**TASK INSTRUCTIONS:**
Exactly those lines running from the one containing "Some(Fixture::Status(status, body)) =>" to the end of the material are to be printed, and no others.

** Opening EXERCISE MATERIALS block **

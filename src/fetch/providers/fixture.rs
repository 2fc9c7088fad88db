// src/fetch/providers/fixture.rs
use async_trait::async_trait;
use std::collections::HashMap;
use std::sync::atomic::{AtomicUsize, Ordering};
use std::time::Duration;

use crate::error::FetchError;
use crate::fetch::types::ContentFetcher;

#[derive(Debug, Clone)]
enum Fixture {
    Page(String),
    Status(u16, String),
}

/// In-memory fetcher keyed by URL. Unknown URLs answer `404`.
#[derive(Debug, Default)]
pub struct FixtureFetcher {
    pages: HashMap<String, Fixture>,
    delays: HashMap<String, Duration>,
    calls: AtomicUsize,
}

impl FixtureFetcher {
    pub fn new() -> Self {
        Self::default()
    }

    pub fn with_page(mut self, url: impl Into<String>, content: impl Into<String>) -> Self {
        self.pages.insert(url.into(), Fixture::Page(content.into()));
        self
    }

    pub fn with_status(mut self, url: impl Into<String>, status: u16, body: impl Into<String>) -> Self {
        self.pages
            .insert(url.into(), Fixture::Status(status, body.into()));
        self
    }

    /// Delay the answer for `url` (simulates a slow upstream).
    pub fn with_delay(mut self, url: impl Into<String>, delay: Duration) -> Self {
        self.delays.insert(url.into(), delay);
        self
    }

    /// Number of `fetch_text` calls so far.
    pub fn calls(&self) -> usize {
        self.calls.load(Ordering::SeqCst)
    }
}

#[async_trait]
impl ContentFetcher for FixtureFetcher {
    async fn fetch_text(&self, url: &str) -> Result<String, FetchError> {
        self.calls.fetch_add(1, Ordering::SeqCst);
        if let Some(d) = self.delays.get(url) {
            tokio::time::sleep(*d).await;
        }
        match self.pages.get(url) {
            Some(Fixture::Page(content)) => Ok(content.clone()),
            Some(Fixture::Status(status, body)) => Err(FetchError::Status {
                status: *status,
                body: body.clone(),
            }),
            None => Err(FetchError::Status {
                status: 404,
                body: "no fixture".to_string(),
            }),
        }
    }

    fn name(&self) -> &'static str {
        "fixture"
    }
}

** Closing EXERCISE MATERIALS block **

**ANSWER TO THE PROBLEM:**
            Some(Fixture::Status(status, body)) => Err(FetchError::Status {
                status: *status,
                body: body.clone(),
            }),
            None => Err(FetchError::Status {
                status: 404,
                body: "no fixture".to_string(),
            }),
        }
    }

    fn name(&self) -> &'static str {
        "fixture"
    }
}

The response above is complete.